# [Integration of lakeFS with Delta Lake](https://docs.lakefs.io/integrations/delta.html)

## Use Cases:
### 1. Isolating ETL job and atomic promotion to production
### 2. Atomic rollback of Multi-Table Transactions

## Import Python packages

In [None]:
import lakefs_client
import os
import lakefs_demo
from pyspark.sql.types import ByteType, IntegerType, LongType, StringType, StructType, StructField
from pyspark.sql.functions import *

## Working with the lakeFS Python client API

###### Note: To learn more about lakeFS Python integration visit https://docs.lakefs.io/integrations/python.html

In [None]:
%xmode Minimal
from lakefs_client import models
from lakefs_client.client import LakeFSClient

# lakeFS credentials and endpoint
configuration = lakefs_client.Configuration()
configuration.username = lakefsAccessKey
configuration.password = lakefsSecretKey
configuration.host = lakefsEndPoint

client = LakeFSClient(configuration)

## Verify lakeFS credentials by getting lakeFS version

In [None]:
print("Verifying lakeFS credentials")
client.config.get_lake_fs_version()
print("lakeFS credentials verified")

## Run PySpark with the Delta Lake package and additional configurations

In [None]:
os.environ['PYSPARK_SUBMIT_ARGS'] = '--packages io.delta:delta-core_2.12:2.0.0 --conf "spark.sql.extensions=io.delta.sql.DeltaSparkSessionExtension" --conf "spark.sql.catalog.spark_catalog=org.apache.spark.sql.delta.catalog.DeltaCatalog" pyspark-shell'

## S3A Gateway configuration

##### Note: lakeFS can be configured to work with Spark in two ways:
###### * Access lakeFS using the S3A gateway https://docs.lakefs.io/integrations/spark.html#access-lakefs-using-the-s3a-gateway.
###### * Access lakeFS using the lakeFS-specific Hadoop FileSystem https://docs.lakefs.io/integrations/spark.html#access-lakefs-using-the-lakefs-specific-hadoop-filesystem.

In [None]:
from pyspark.context import SparkContext
from pyspark.sql.session import SparkSession
sc = SparkContext.getOrCreate()
spark = SparkSession(sc)

sc._jsc.hadoopConfiguration().set("fs.s3a.access.key", lakefsAccessKey)
sc._jsc.hadoopConfiguration().set("fs.s3a.secret.key", lakefsSecretKey)
sc._jsc.hadoopConfiguration().set("fs.s3a.endpoint", lakefsEndPoint)
sc._jsc.hadoopConfiguration().set("fs.s3a.path.style.access", "true")

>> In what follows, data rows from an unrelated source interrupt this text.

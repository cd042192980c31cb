use serde::{Deserialize, Serialize};
use uuid::Uuid;

#[derive(Debug, Clone, Default, PartialEq, Serialize, Deserialize)]
#[serde(rename_all = "camelCase")]
pub struct UserProfile {
    pub user_id: Uuid,
    pub full_name: String,
    pub headline: String,
    pub bio: String,
    pub location: String,
    pub skills: Vec<String>,
    pub resume_url: Option<String>,
    pub phone: Option<String>,
}

impl UserProfile {
    pub fn empty(user_id: Uuid) -> Self {
        Self {
            user_id,
            ..Default::default()
        }
    }

    pub fn apply_patch(&mut self, patch: UserProfilePatch) {
        if let Some(v) = patch.full_name {
            self.full_name = v;
        }
        if let Some(v) = patch.headline {
            self.headline = v;
        }
        if let Some(v) = patch.bio {
            self.bio = v;
        }
        if let Some(v) = patch.location {
            self.location = v;
        }
        if let Some(v) = patch.skills {
            self.skills = v;
        }
        if let Some(v) = patch.resume_url {
            self.resume_url = Some(v);
        }
        if let Some(v) = patch.phone {
            self.phone = Some(v);
        }
    }
}

#[derive(Debug, Clone, Default, Deserialize)]
#[serde(rename_all = "camelCase")]
pub struct UserProfilePatch {
    pub full_name: Option<String>,
    pub headline: Option<String>,
    pub bio: Option<String>,
    pub location: Option<String>,
    pub skills: Option<Vec<String>>,
    pub resume_url: Option<String>,
    pub phone: Option<String>,
}

#[derive(Debug, Clone, Default, PartialEq, Serialize, Deserialize)]
#[serde(rename_all = "camelCase")]
pub struct CompanyProfile {
    pub user_id: Uuid,
    pub company_name: String,
    pub website: Option<String>,
    pub industry: String,
    pub size: String,
    pub description: String,
    pub location: String,
}

impl CompanyProfile {
    pub fn empty(user_id: Uuid) -> Self {
        Self {
            user_id,
            ..Default::default()
        }
    }

    pub fn apply_patch(&mut self, patch: CompanyProfilePatch) {
        if let Some(v) = patch.company_name {
            self.company_name = v;
        }
        if let Some(v) = patch.website {
            self.website = Some(v);
        }
        if let Some(v) = patch.industry {
            self.industry = v;
        }
        if let Some(v) = patch.size {
            self.size = v;
        }
        if let Some(v) = patch.description {
            self.description = v;
        }
        if let Some(v) = patch.location {
            self.location = v;
        }
    }
}

#[derive(Debug, Clone, Default, Deserialize)]
#[serde(rename_all = "camelCase")]
pub struct CompanyProfilePatch {
    pub company_name: Option<String>,
    pub website: Option<String>,
    pub industry: Option<String>,
    pub size: Option<String>,
    pub description: Option<String>,
    pub location: Option<String>,
}

#[cfg(test)]
mod tests {
    use super::*;
    use serde_json::json;

    #[test]
    fn test_user_patch_is_shallow() {
        let mut profile = UserProfile::empty(Uuid::new_v4());
        profile.skills = vec!["Rust".to_string()];
        profile.bio = "Systems person".to_string();

        let patch: UserProfilePatch =
            serde_json::from_value(json!({ "headline": "Backend engineer" })).unwrap();
        profile.apply_patch(patch);

        assert_eq!(profile.headline, "Backend engineer");
        assert_eq!(profile.bio, "Systems person");
        assert_eq!(profile.skills, vec!["Rust".to_string()]);
    }

    #[test]
    fn test_company_patch_sets_optional_website() {
        let mut profile = CompanyProfile::empty(Uuid::new_v4());
        let patch: CompanyProfilePatch = serde_json::from_value(json!({
            "companyName": "Acme",
            "website": "https://acme.example"
        }))
        .unwrap();
        profile.apply_patch(patch);

        assert_eq!(profile.company_name, "Acme");
        assert_eq!(profile.website.as_deref(), Some("https://acme.example"));
    }
}
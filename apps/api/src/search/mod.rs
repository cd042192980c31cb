//! Listing search: composable predicates over in-memory listings.

pub mod filter;

pub use filter::{matches_text, ListingFilter};
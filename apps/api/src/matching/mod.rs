// AI resume matching.
// Scoring happens in a remote service; this module forwards the request and
// normalizes whatever JSON comes back into `AiMatchData`.

pub mod client;
pub mod handlers;
pub mod normalizer;
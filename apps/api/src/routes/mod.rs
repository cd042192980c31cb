pub mod health;

use axum::{
    routing::{get, patch, post},
    Router,
};

use crate::applications::handlers as applications;
use crate::auth::handlers as auth;
use crate::faq;
use crate::matching::handlers as matching;
use crate::profiles::handlers as profiles;
use crate::state::AppState;
use crate::store::handlers as listings;

pub fn build_router(state: AppState) -> Router {
    Router::new()
        .route("/api/health", get(health::health_handler))
        // Auth
        .route("/api/auth/register", post(auth::handle_register))
        .route("/api/auth/login", post(auth::handle_login))
        .route("/api/auth/profile", get(auth::handle_profile))
        // Listings
        .route(
            "/api/jobs",
            get(listings::handle_list_jobs).post(listings::handle_create_job),
        )
        .route(
            "/api/jobs/:id",
            get(listings::handle_get_job)
                .patch(listings::handle_update_job)
                .delete(listings::handle_delete_job),
        )
        .route(
            "/api/internships",
            get(listings::handle_list_internships).post(listings::handle_create_internship),
        )
        .route(
            "/api/internships/:id",
            get(listings::handle_get_internship)
                .patch(listings::handle_update_internship)
                .delete(listings::handle_delete_internship),
        )
        // Applications
        .route("/api/applications/apply", post(applications::handle_apply))
        .route(
            "/api/applications/user/:id",
            get(applications::handle_user_applications),
        )
        .route(
            "/api/applications/:id/status",
            patch(applications::handle_update_status),
        )
        // Profiles
        .route(
            "/api/user-profile",
            get(profiles::handle_get_user_profile).patch(profiles::handle_patch_user_profile),
        )
        .route(
            "/api/company-profile",
            get(profiles::handle_get_company_profile)
                .patch(profiles::handle_patch_company_profile),
        )
        // AI matching + FAQ
        .route("/api/ai-matching/match", post(matching::handle_match))
        .route("/api/faq/chat", post(faq::handle_chat))
        .with_state(state)
}
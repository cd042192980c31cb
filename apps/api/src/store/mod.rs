//! In-memory listing store.
//!
//! Stands in for a persistent datastore. Records are never physically removed:
//! deletion flips `is_active`, and every "active" query skips inactive records.

pub mod handlers;
pub mod seed;

use chrono::{NaiveDate, Utc};
use tracing::debug;

use crate::models::listing::{Listing, ListingKind, ListingPatch, NewListing};
use crate::search::matches_text;

/// One collection of listings with its own id space.
#[derive(Debug, Clone)]
pub struct ListingStore {
    kind: ListingKind,
    records: Vec<Listing>,
    last_id: i64,
}

impl ListingStore {
    pub fn new(kind: ListingKind) -> Self {
        Self {
            kind,
            records: Vec::new(),
            last_id: 0,
        }
    }

    /// Adds a listing with an id derived from the current timestamp (ms).
    /// If the clock has not advanced since the last insert, the id is bumped
    /// past the previous one so ids stay unique.
    pub fn add(&mut self, new: NewListing) -> Listing {
        let id = Utc::now().timestamp_millis().max(self.last_id + 1);
        self.insert_with_id(id, new, Utc::now().date_naive())
    }

    /// Inserts with an explicit id and posting date. Used for seed data.
    pub fn insert_with_id(&mut self, id: i64, new: NewListing, posted_date: NaiveDate) -> Listing {
        let listing = Listing::from_new(id, new, posted_date);
        self.last_id = self.last_id.max(id);
        self.records.push(listing.clone());
        debug!(kind = self.kind.as_str(), id, "listing added");
        listing
    }

    /// Shallow-merges `patch` into an active listing.
    pub fn update(&mut self, id: i64, patch: ListingPatch) -> Option<Listing> {
        let listing = self.active_mut(id)?;
        listing.apply_patch(patch);
        Some(listing.clone())
    }

    /// Soft delete. Returns false when no active listing has this id.
    pub fn delete(&mut self, id: i64) -> bool {
        match self.active_mut(id) {
            Some(listing) => {
                listing.is_active = false;
                debug!(kind = self.kind.as_str(), id, "listing deactivated");
                true
            }
            None => false,
        }
    }

    pub fn get_by_id(&self, id: i64) -> Option<&Listing> {
        self.records.iter().find(|l| l.id == id && l.is_active)
    }

    /// Looks up a record regardless of its active flag.
    pub fn get_raw(&self, id: i64) -> Option<&Listing> {
        self.records.iter().find(|l| l.id == id)
    }

    pub fn get_all(&self) -> Vec<&Listing> {
        self.records.iter().filter(|l| l.is_active).collect()
    }

    /// Case-insensitive substring search over active listings.
    pub fn search(&self, query: &str) -> Vec<&Listing> {
        self.records
            .iter()
            .filter(|l| l.is_active && matches_text(l, query))
            .collect()
    }

    pub fn record_view(&mut self, id: i64) -> Option<Listing> {
        let listing = self.active_mut(id)?;
        listing.views += 1;
        Some(listing.clone())
    }

    pub fn record_application(&mut self, id: i64) -> Option<Listing> {
        let listing = self.active_mut(id)?;
        listing.applicants += 1;
        Some(listing.clone())
    }

    fn active_mut(&mut self, id: i64) -> Option<&mut Listing> {
        self.records.iter_mut().find(|l| l.id == id && l.is_active)
    }
}

/// Both listing collections. Shared behind `Arc<RwLock<JobBoard>>` in `AppState`.
#[derive(Debug, Clone)]
pub struct JobBoard {
    pub jobs: ListingStore,
    pub internships: ListingStore,
}

impl Default for JobBoard {
    fn default() -> Self {
        Self {
            jobs: ListingStore::new(ListingKind::Job),
            internships: ListingStore::new(ListingKind::Internship),
        }
    }
}

impl JobBoard {
    pub fn collection(&self, kind: ListingKind) -> &ListingStore {
        match kind {
            ListingKind::Job => &self.jobs,
            ListingKind::Internship => &self.internships,
        }
    }

    pub fn collection_mut(&mut self, kind: ListingKind) -> &mut ListingStore {
        match kind {
            ListingKind::Job => &mut self.jobs,
            ListingKind::Internship => &mut self.internships,
        }
    }
}

#[cfg(test)]
mod tests {
    use super::*;

    fn new_job(title: &str, skills: &[&str]) -> NewListing {
        NewListing {
            title: title.to_string(),
            company: "Hooli".to_string(),
            location: "Palo Alto, CA".to_string(),
            skills: skills.iter().map(|s| s.to_string()).collect(),
            ..Default::default()
        }
    }

    #[test]
    fn test_add_zeroes_counters_and_is_listed() {
        let mut store = ListingStore::new(ListingKind::Job);
        let added = store.add(new_job("Platform Engineer", &[]));

        let all = store.get_all();
        assert_eq!(all.len(), 1);
        assert_eq!(all[0].id, added.id);
        assert_eq!(all[0].applicants, 0);
        assert_eq!(all[0].views, 0);
        assert!(all[0].is_active);
    }

    #[test]
    fn test_rapid_adds_get_unique_ids() {
        let mut store = ListingStore::new(ListingKind::Job);
        let ids: Vec<i64> = (0..50)
            .map(|i| store.add(new_job(&format!("Job {i}"), &[])).id)
            .collect();
        let mut deduped = ids.clone();
        deduped.dedup();
        assert_eq!(ids.len(), deduped.len());
        assert!(ids.windows(2).all(|w| w[0] < w[1]));
    }

    #[test]
    fn test_soft_delete_hides_but_keeps_record() {
        let mut store = ListingStore::new(ListingKind::Job);
        let id = store.add(new_job("SRE", &[])).id;

        assert!(store.delete(id));
        assert!(store.get_by_id(id).is_none());
        assert!(store.get_all().is_empty());

        let raw = store.get_raw(id).expect("record still stored");
        assert!(!raw.is_active);
        // deleting twice is a miss
        assert!(!store.delete(id));
    }

    #[test]
    fn test_search_matches_skill_case_insensitively() {
        let mut store = ListingStore::new(ListingKind::Job);
        let id = store.add(new_job("Frontend Developer", &["React"])).id;
        store.add(new_job("Backend Developer", &["Go"]));

        let hits = store.search("react");
        assert_eq!(hits.len(), 1);
        assert_eq!(hits[0].id, id);
    }

    #[test]
    fn test_search_skips_inactive() {
        let mut store = ListingStore::new(ListingKind::Job);
        let id = store.add(new_job("Frontend Developer", &["React"])).id;
        store.delete(id);
        assert!(store.search("react").is_empty());
    }

    #[test]
    fn test_update_merges_and_keeps_id() {
        let mut store = ListingStore::new(ListingKind::Internship);
        let id = store.add(new_job("Design Intern", &[])).id;

        let updated = store
            .update(
                id,
                ListingPatch {
                    stipend: Some("$2,000/month".to_string()),
                    ..Default::default()
                },
            )
            .unwrap();

        assert_eq!(updated.id, id);
        assert_eq!(updated.title, "Design Intern");
        assert_eq!(updated.stipend.as_deref(), Some("$2,000/month"));
    }

    #[test]
    fn test_counters() {
        let mut store = ListingStore::new(ListingKind::Job);
        let id = store.add(new_job("Analyst", &[])).id;
        store.record_view(id);
        store.record_view(id);
        store.record_application(id);

        let listing = store.get_by_id(id).unwrap();
        assert_eq!(listing.views, 2);
        assert_eq!(listing.applicants, 1);
    }

    #[test]
    fn test_collections_are_separate() {
        let mut board = JobBoard::default();
        board.jobs.add(new_job("Job", &[]));
        assert_eq!(board.collection(ListingKind::Job).get_all().len(), 1);
        assert!(board.collection(ListingKind::Internship).get_all().is_empty());
    }
}
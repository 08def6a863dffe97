//! Test support: a scripted stand-in for the `op` binary.
//!
//! Each [`FakeOp`] lives in its own temp directory. The script logs every
//! invocation's arguments to `argv.log` (one line per call) and its `OP_*`
//! environment to `env.log` under a `## <args>` header, then runs the
//! test's `case` body. Bodies can write stdin to `$DIR/stdin.log` to
//! assert what was piped in.

#![allow(dead_code)]

use std::fs;
use std::os::unix::fs::PermissionsExt;
use std::path::PathBuf;

use tempfile::TempDir;

use opcli::{Client, StaticPrompt};

pub const ACCOUNTS_JSON: &str = r#"[
  {"url":"my.1password.com","email":"ada@example.com","user_uuid":"U1","account_uuid":"A1"},
  {"url":"team.1password.com","email":"bob@example.com","user_uuid":"U2","account_uuid":"A2"}
]"#;

pub const VAULTS_JSON: &str = r#"[
  {"id":"abcdefghijklmnopqrstuvwxyz","name":"Private","items":3,"type":"PERSONAL"},
  {"id":"bcdefghijklmnopqrstuvwxyza","name":"Shared","items":12,"type":"USER_CREATED"},
  {"id":"cdefghijklmnopqrstuvwxyzab","name":"Infra","items":0,"type":"USER_CREATED"}
]"#;

pub const ITEM_JSON: &str = r#"{
  "id":"item1","title":"GitHub","category":"LOGIN",
  "vault":{"id":"abcdefghijklmnopqrstuvwxyz","name":"Private"},
  "urls":[{"primary":true,"href":"https://github.com"}],
  "fields":[
    {"id":"username","type":"STRING","purpose":"USERNAME","label":"username","value":"ada"},
    {"id":"password","type":"CONCEALED","purpose":"PASSWORD","label":"password","value":"pw"}
  ]
}"#;

pub const ME_JSON: &str =
    r#"{"id":"SA1","name":"CI bot","email":"ci@example.com","type":"SERVICE_ACCOUNT","state":"ACTIVE"}"#;

pub struct FakeOp {
    pub dir: TempDir,
}

impl FakeOp {
    /// Install a fake `op` whose behavior is the given `case "$*" in ... esac`
    /// arms. Unmatched invocations fail with `unexpected call`.
    pub fn new(arms: &str) -> Self {
        let dir = TempDir::new().expect("failed to create temp dir");
        let script = format!(
            r#"#!/bin/sh
DIR="{dir}"
printf '%s\n' "$*" >> "$DIR/argv.log"
printf '## %s\n' "$*" >> "$DIR/env.log"
env | grep '^OP_' >> "$DIR/env.log"
case "$*" in
{arms}
*)
  echo "[ERROR] unexpected call: $*" >&2
  exit 1
  ;;
esac
"#,
            dir = dir.path().display(),
            arms = arms
        );

        let path = dir.path().join("op");
        fs::write(&path, script).expect("failed to write fake op");
        fs::set_permissions(&path, fs::Permissions::from_mode(0o755))
            .expect("failed to make fake op executable");

        Self { dir }
    }

    pub fn binary(&self) -> PathBuf {
        self.dir.path().join("op")
    }

    /// Client using this fake with a fixed fallback password.
    pub fn client(&self) -> Client {
        Client::builder()
            .binary(self.binary())
            .prompt(StaticPrompt::new("hunter2"))
            .build()
            .expect("failed to build client")
    }

    /// Arguments of every invocation so far.
    pub fn calls(&self) -> Vec<String> {
        self.read("argv.log").lines().map(str::to_string).collect()
    }

    /// `OP_*` variables seen by child processes.
    pub fn env(&self) -> String {
        self.read("env.log")
    }

    /// `OP_*` variables seen by each invocation whose arguments start with
    /// `prefix`, in call order.
    pub fn env_of(&self, prefix: &str) -> Vec<String> {
        let log = self.read("env.log");
        let mut blocks = Vec::new();
        let mut current: Option<String> = None;
        for line in log.lines() {
            if let Some(args) = line.strip_prefix("## ") {
                blocks.extend(current.take());
                if args.starts_with(prefix) {
                    current = Some(String::new());
                }
            } else if let Some(block) = current.as_mut() {
                block.push_str(line);
                block.push('\n');
            }
        }
        blocks.extend(current);
        blocks
    }

    pub fn stdin(&self) -> String {
        self.read("stdin.log")
    }

    pub fn read(&self, name: &str) -> String {
        fs::read_to_string(self.dir.path().join(name)).unwrap_or_default()
    }
}

/// Case arm printing `body` to stdout for invocations matching `pattern`.
pub fn respond(pattern: &str, body: &str) -> String {
    format!("{pattern})\n  cat <<'JSON'\n{body}\nJSON\n  ;;\n")
}

/// Case arm failing with `stderr` for invocations matching `pattern`.
pub fn fail(pattern: &str, stderr: &str) -> String {
    format!("{pattern})\n  echo '{stderr}' >&2\n  exit 1\n  ;;\n")
}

## Function to count records in a Delta table in different branches

In [None]:
def delta_table_compare_branches(table, refs):
  spark.createDataFrame(
    data=zip(
      refs,
      map(lambda r: spark.read.format('delta').load(f's3a://{repo}/{r}/{table}').count(), refs)
    ), 
    schema=StructType([ 
      StructField("Branch", StringType(), True),
      StructField("Count", IntegerType(), True)
    ])
  ).show(truncate=False)

## For this demo - we'll be utilizing a dataset - [Orion Star - Sports and outdoors RDBMS dataset](https://www.kaggle.com/datasets/chethanp11/orion-star-sports-and-outdoors-rdbms-dataset) from [Kaggle](https://www.kaggle.com/).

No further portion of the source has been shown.